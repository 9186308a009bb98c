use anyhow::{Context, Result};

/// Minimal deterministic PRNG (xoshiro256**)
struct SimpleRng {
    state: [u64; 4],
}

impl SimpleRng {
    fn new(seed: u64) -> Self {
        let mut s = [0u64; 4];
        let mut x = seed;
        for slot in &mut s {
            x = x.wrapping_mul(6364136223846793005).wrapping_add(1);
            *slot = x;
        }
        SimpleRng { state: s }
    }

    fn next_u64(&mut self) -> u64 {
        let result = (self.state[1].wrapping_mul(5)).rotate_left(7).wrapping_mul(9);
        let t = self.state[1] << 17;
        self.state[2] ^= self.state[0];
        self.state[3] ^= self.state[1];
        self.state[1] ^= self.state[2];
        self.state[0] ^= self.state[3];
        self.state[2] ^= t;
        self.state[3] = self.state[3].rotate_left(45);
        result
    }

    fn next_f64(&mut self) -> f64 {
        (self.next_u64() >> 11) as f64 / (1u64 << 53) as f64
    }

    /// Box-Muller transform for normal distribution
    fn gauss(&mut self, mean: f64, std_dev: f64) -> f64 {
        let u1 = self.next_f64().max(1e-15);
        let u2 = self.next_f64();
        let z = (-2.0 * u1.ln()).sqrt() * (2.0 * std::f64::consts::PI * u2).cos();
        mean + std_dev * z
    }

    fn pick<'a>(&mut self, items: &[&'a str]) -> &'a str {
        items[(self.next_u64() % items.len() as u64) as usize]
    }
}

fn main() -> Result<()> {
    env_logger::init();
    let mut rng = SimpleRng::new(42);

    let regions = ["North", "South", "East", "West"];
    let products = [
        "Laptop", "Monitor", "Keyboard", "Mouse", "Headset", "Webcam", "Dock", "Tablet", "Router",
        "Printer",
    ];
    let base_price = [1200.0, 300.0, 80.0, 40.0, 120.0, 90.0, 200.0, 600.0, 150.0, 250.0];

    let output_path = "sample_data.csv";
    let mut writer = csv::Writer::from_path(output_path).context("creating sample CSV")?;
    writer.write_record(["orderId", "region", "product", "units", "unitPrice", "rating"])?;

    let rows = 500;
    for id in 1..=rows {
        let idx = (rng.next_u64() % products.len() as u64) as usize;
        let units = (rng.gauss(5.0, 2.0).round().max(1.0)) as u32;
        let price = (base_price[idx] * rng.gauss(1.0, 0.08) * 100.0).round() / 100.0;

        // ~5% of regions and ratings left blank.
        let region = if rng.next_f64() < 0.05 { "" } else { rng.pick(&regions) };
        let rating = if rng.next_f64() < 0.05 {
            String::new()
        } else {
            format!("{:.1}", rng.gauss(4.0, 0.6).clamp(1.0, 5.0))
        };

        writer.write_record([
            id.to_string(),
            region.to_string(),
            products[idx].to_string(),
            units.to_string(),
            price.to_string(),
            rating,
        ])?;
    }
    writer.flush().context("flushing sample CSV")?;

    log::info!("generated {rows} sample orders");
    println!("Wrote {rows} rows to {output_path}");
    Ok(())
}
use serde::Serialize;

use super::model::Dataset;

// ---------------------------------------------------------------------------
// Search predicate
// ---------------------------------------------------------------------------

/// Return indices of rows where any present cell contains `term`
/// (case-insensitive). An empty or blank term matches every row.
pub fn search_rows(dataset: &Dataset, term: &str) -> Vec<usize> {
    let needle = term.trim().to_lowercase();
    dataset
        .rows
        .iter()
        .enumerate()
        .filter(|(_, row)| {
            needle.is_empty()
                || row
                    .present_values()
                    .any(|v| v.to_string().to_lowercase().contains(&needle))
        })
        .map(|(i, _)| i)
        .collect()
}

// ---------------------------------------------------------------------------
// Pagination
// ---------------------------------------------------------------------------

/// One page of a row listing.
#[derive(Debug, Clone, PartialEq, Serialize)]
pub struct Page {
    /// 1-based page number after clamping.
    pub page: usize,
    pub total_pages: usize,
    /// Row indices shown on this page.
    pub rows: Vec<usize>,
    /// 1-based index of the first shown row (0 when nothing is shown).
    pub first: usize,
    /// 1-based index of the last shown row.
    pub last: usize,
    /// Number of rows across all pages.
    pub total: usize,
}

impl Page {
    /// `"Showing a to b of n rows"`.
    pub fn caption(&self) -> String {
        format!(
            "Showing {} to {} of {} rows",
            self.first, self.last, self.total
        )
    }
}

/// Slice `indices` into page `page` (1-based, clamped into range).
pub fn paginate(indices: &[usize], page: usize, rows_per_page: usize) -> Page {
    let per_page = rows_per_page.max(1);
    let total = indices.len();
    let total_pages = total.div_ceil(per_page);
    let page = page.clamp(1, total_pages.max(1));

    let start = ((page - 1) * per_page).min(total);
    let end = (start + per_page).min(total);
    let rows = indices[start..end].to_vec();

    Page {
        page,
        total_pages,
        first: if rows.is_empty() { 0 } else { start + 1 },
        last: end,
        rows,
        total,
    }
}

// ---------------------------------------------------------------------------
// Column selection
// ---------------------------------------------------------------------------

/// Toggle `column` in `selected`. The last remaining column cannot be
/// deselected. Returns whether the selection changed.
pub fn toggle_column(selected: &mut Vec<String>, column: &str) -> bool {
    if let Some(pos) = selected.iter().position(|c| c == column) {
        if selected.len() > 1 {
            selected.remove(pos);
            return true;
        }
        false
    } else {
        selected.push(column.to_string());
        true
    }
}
-*-
Search the records above for the string "SimpleRng". Copy every line that contains it.

▶ [Reply]:
struct SimpleRng {
impl SimpleRng {
        SimpleRng { state: s }
    let mut rng = SimpleRng::new(42);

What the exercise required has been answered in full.